Maybe you learned something about yourself today. I don't know that it's a flavor people are chasing, but you know, not something I was ever really like, when are they gonna bring the doritos out in this flavor? You know, grow it's not looking for that. Oh my god. I mean, but I respect the commitment to the theme. Yes, she's gonna theme a party. You need to go with it. That's true. That's true. So they're like, let's make this dampen. They put a lot of work into making that just right.
So yeah, it's just like a big crazy I mean, you know, you could see probably a fraternity house having a similar type of party, or again a bachelorette party. Right, But keep in mind most of the article about this do note that there's still a degree of respectfulness and religiousness that carries through this festival. So it's not just about you know, like masturbation jokes or whatever. So if you go, try not to be you know, a dick. Right,
we got enough of those. Enjoy the dick. Don't be one, right. I don't mean that's not to say that it's solemn. You know, it's not like everyone's bowed their heads. It is a raucous, raunchy party. They know how funny it is. But I think there are people who who are you know, also having an experience of like I'm praying for my sexual health. I'm here today, you know, for religious purpose to hope that this sensation goes away or I do
or don't get pregnant or comes back. Yeah, yeah, yeah, but there are a lot of as you point out, it is, they definitely lean into this obviously, and they know how much fun it is and how how wacky it is. Like some activities include carving a dicon route into the shape of a big ding or you can like pour wax into cute little cock candles. Oh yeah, right,
right for dicks. There's also these mikoshi or portable shrines that participants will carry through the streets in this very famous parade that happens at noon on the day of the festival, and the shrines are beautiful. Is you know? These tall, very Japanese structure looking shrines mikoshi exist in many festival parades. These particular ones carry big phallic statues in them, and they get carried through the streets of Kawasaki.

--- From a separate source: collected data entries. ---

use std::fs;
use std::path::{Path, PathBuf};
use std::time::Duration;

use encoding_rs::Encoding;

use crate::builder::SearchBuilder;
use crate::cancel::CancellationToken;
use crate::engine::SearchTarget;
use crate::error::{Result, TrawlError};
use crate::filter::MatcherOptions;
use crate::predicate::DirectoryPredicate;
use crate::progress::Reporter;
use crate::results::Outcome;
use crate::sync::compare::{CompareProperties, SyncConflictResolution};
use crate::sync::engine::{SyncEngine, SyncOptions};
use crate::traits::{DecisionProvider, ProgressSink};

/// Configures a two-way sync between two directories.
///
/// Created via [`trawl::sync()`](crate::sync()). The search setters narrow
/// which entries take part; both passes use the same filters.
///
/// ```rust,no_run
/// use trawl::sync::SyncConflictResolution;
///
/// let outcome = trawl::sync("/data/a", "/data/b")
///     .conflict_resolution(SyncConflictResolution::FirstWins)
///     .dry_run(true)
///     .run()?;
/// println!("{} to add", outcome.telemetry.added);
/// # Ok::<(), trawl::TrawlError>(())
/// ```
pub struct SyncBuilder<'a> {
    second:    PathBuf,
    search:    SearchBuilder,
    options:   SyncOptions,
    decisions: Option<Box<dyn DecisionProvider + 'a>>,
    progress:  Option<Box<dyn ProgressSink + 'a>>,
}

impl<'a> SyncBuilder<'a> {
    pub(crate) fn new(first: PathBuf, second: PathBuf) -> Self {
        Self {
            second,
            search:    SearchBuilder::new(first).target(SearchTarget::All),
            options:   SyncOptions::default(),
            decisions: None,
            progress:  None,
        }
    }

    // ── Search ────────────────────────────────────────────────────────────

    pub fn files(mut self, options: MatcherOptions) -> Self {
        self.search = self.search.files(options);
        self
    }

    pub fn directories(mut self, options: MatcherOptions) -> Self {
        self.search = self.search.directories(options);
        self
    }

    /// Entries taking part. `All` by default.
    pub fn target(mut self, target: SearchTarget) -> Self {
        self.search = self.search.target(target);
        self
    }

    pub fn recurse(mut self, yes: bool) -> Self {
        self.search = self.search.recurse(yes);
        self
    }

    pub fn directory_predicate(mut self, predicate: DirectoryPredicate) -> Self {
        self.search = self.search.directory_predicate(predicate);
        self
    }

    pub fn default_encoding(mut self, encoding: &'static Encoding) -> Self {
        self.search = self.search.default_encoding(encoding);
        self
    }

    pub fn ignore_inaccessible(mut self, yes: bool) -> Self {
        self.search = self.search.ignore_inaccessible(yes);
        self
    }

    pub fn cancellation(mut self, token: CancellationToken) -> Self {
        self.search = self.search.cancellation(token);
        self
    }

    // ── Sync ──────────────────────────────────────────────────────────────

    /// Properties two files must share to be left alone. Size and modified
    /// time by default.
    pub fn compare(mut self, properties: CompareProperties) -> Self {
        self.options.compare = properties;
        self
    }

    /// Tolerance for modified-time comparisons.
    pub fn allowed_time_diff(mut self, tolerance: Duration) -> Self {
        self.options.allowed_time_diff = tolerance;
        self
    }

    pub fn conflict_resolution(mut self, resolution: SyncConflictResolution) -> Self {
        self.options.conflict_resolution = resolution;
        self
    }

    pub fn detect_rename(mut self, yes: bool) -> Self {
        self.options.detect_rename = yes;
        self
    }

    /// Decide and report everything, change nothing.
    pub fn dry_run(mut self, yes: bool) -> Self {
        self.options.dry_run = yes;
        self
    }

    /// Required when the resolution is [`SyncConflictResolution::Ask`].
    pub fn decisions(mut self, provider: impl DecisionProvider + 'a) -> Self {
        self.decisions = Some(Box::new(provider));
        self
    }

    pub fn progress(mut self, sink: impl ProgressSink + 'a) -> Self {
        self.progress = Some(Box::new(sink));
        self
    }

    // ── Execute ───────────────────────────────────────────────────────────

    /// Validate the configuration and create the engine.
    ///
    /// # Errors
    ///
    /// `InvalidSource` if either root is not a directory, `InvalidConfig` if
    /// the roots are the same or nested, or if `Ask` has no decision provider.
    pub fn build(self) -> Result<SyncEngine<'a>> {
        let first = canonical_dir(self.search.root())?;
        let second = canonical_dir(&self.second)?;

        if first == second {
            return Err(TrawlError::InvalidConfig("cannot sync a directory with itself".into()));
        }
        if first.starts_with(&second) || second.starts_with(&first) {
            return Err(TrawlError::InvalidConfig(
                "cannot sync a directory with its own subdirectory".into(),
            ));
        }
        if self.options.conflict_resolution == SyncConflictResolution::Ask && self.decisions.is_none() {
            return Err(TrawlError::InvalidConfig(
                "conflict resolution Ask needs a decision provider".into(),
            ));
        }

        let reporter = Reporter::new(self.progress, self.options.dry_run);
        let search = self.search.with_root(&first);
        Ok(SyncEngine::new(first, second, search, self.options, self.decisions, reporter))
    }

    pub fn run(self) -> Result<Outcome> {
        self.build()?.run()
    }
}

fn canonical_dir(path: &Path) -> Result<PathBuf> {
    match fs::canonicalize(path) {
        Ok(canonical) if canonical.is_dir() => Ok(canonical),
        _ => Err(TrawlError::InvalidSource(path.to_path_buf())),
    }
}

The people who are holding them up on their shoulders, they'll like rock them back and forth to help awaken the god's powers as they go. And there are three big famous dongs that everybody knows best. The oldest of the three and I could not find how old, but I like to think it's been around for centuries. It's the kanamara omekoshi. And this one is made of wood. I couldn't find an exact measurement, but from the pictures I could find, looks like a squat little dick like
maybe about two feet tall and pretty thick. Um. They're all pretty turgidum. The next one you might see in the parade is the Konamara Funa mikoshi, which is a very long, tall, like six foot tall, majestic schlong statue made of black iron. One's that one reminded me of the story, right, like that might be the one that got the demon. Oh sure, okay, yeah, that's the one that she defeated, right, the tooth guy with no my one ed amy metal dicks, my one weakness. No one
told me you could make this. Well. The third of these shrines, and maybe the most famous now is called Elizabeth Mkoshi and it's a bright pink penis probably about four feet tall, very exaggerated ridges and everything you'd expect. Yes, it's got the balls too, of course, if you're curious, they all do they need some to sit on, right, Yeah, just a nice base so they don't tip over this one.
The Elizabeth was donated to the festival by a famous Tokyo drag club called Elizabeth Kaikan, and originally after they donated this, only members of the drag club could carry the Elizabeth, but guidable dot com says that now they allow members of the festival association to carry it as well. But there one rule is that if you're carrying it, you have to cross dress. Oh yeah, I got to
be part of the yeah. An article in Yahoo News says that this shrine, in particular as the drag club, helped kind of convert the festival to being largely about health and LGBT issues. They collect donations that go to support things primarily like HIV research. Oh that's cool. Yeah, so it's very very heavily involved in like supporting underserved community is raising money, and that it does come with like one hundred thousand people, including sixty thousand tourists. Now
it's been a great fundraising opportunity. Sure, yeah, yeah, that makes a lot of sense because who wouldn't want to go check it out. I want to go check it out. I mean definitely would be in would love to be in Japan really anytime, anytime. Sure, I would take April, yeah and go to this. Let's see, Kawasaki, Japan is not far from Tokyo, so it's you know, practically a suburb. So I say we just go to Tokyo around late March early April. We can make it your birthday trip. Okay, Yeah,
let's go and plan that right now. Yeah. In fact, if we're in Romania on February twenty fourth and we start walking, then we might make it to Kawasaki in time. Let's see directions from Romania to Kawasaki, Japan twenty two hundred hours, which is that's only ninety four days. That's three months if we run for half of it, we might make it and don't stop to eat sleep. Yeah, yeah, we can't stop eats. Twenty four hours moving well, I don't know if I want that for my birthday. But
we got to go right through Russia. Oh cool, this is gonna be so easy. Yeah. Some of these kind of remind me of that. Remember that grandma in Mexico that had a big thick as your tombstone. Yeah, it's kind of yeah, they kind of look like that ds of their detail, I guess the detail in carving. But no, it's it's so fascinating. I mean, it's not subtle in the slightest. Find tons of videos and pictures about it out there. It's really fun. It looks like a great time.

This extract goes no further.